## To do:
Show every line of the data below that includes the word "sound".
---- Source material
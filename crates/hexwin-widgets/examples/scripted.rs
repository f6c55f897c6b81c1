//! Scripted session example
//!
//! Builds the demo windows, replays a short pointer gesture through the host
//! callbacks and prints what a frame would draw. Runs headless.
//!
//! Run with `RUST_LOG=trace` to follow the event routing.

use hexwin::{
    palette, BoxLayout, DebugOptions, DrawCommand, DrawList, Game, GuiApp, HostConfig,
    LayoutFlags, Metrics, MouseButton, Window,
};
use hexwin_widgets::{Button, Checkbox, Label, Slider, Space};

fn build_app(metrics: Metrics) -> GuiApp {
    GuiApp::new(HostConfig::default().with_name("scripted")).with_setup(move |manager| {
        manager.add_window(
            Window::new(100, 100).at(10, 10).with_layout(
                BoxLayout::vbox()
                    .with_child(Label::new("blabla", metrics.clone()), LayoutFlags::empty())
                    .with_child(
                        Slider::new(10).on_change(|value| println!("slider -> {value}")),
                        LayoutFlags::EXPAND,
                    ),
            ),
        );

        manager.add_window(
            Window::new(150, 60).at(150, 10).with_layout(
                BoxLayout::vbox()
                    .with_border(palette::SURFACE)
                    .with_child(
                        Checkbox::new("sound", metrics.clone())
                            .on_change(|checked| println!("sound -> {checked}")),
                        LayoutFlags::empty(),
                    )
                    .with_child(Space::new(0, 4), LayoutFlags::EXPAND)
                    .with_child(
                        Button::new("quit", metrics.clone()).on_click(|| println!("quit clicked")),
                        LayoutFlags::RIGHT,
                    ),
            ),
        );

        manager.set_debug_options(DebugOptions::none().with_show_capture(true));
    })
}

fn main() {
    env_logger::init();

    let metrics = Metrics::default();
    let mut app = build_app(metrics.clone());
    app.init();

    // Drag the slider past both ends, then click the checkbox and the button
    app.mouse_down(20, 60, MouseButton::Left);
    for x in [40, 70, 400, -50, 60] {
        app.mouse_motion(x, 60);
    }
    app.mouse_up(60, 60, MouseButton::Left);

    app.mouse_down(160, 12, MouseButton::Left);
    app.mouse_up(160, 12, MouseButton::Left);

    app.mouse_down(295, 60, MouseButton::Left);
    app.mouse_up(295, 60, MouseButton::Left);

    let mut frame = DrawList::new(metrics);
    app.update(1.0 / 60.0);
    app.draw(&mut frame);

    for command in frame.commands() {
        match command {
            DrawCommand::Text { text, bounds } => {
                println!("text {text:?} at ({}, {})", bounds.x, bounds.y);
            }
            DrawCommand::FillRect(rect) => {
                println!("fill {}x{} at ({}, {})", rect.w, rect.h, rect.x, rect.y);
            }
            _ => {}
        }
    }
    app.quit();
}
--------
## Result:
                        Checkbox::new("sound", metrics.clone())
                            .on_change(|checked| println!("sound -> {checked}")),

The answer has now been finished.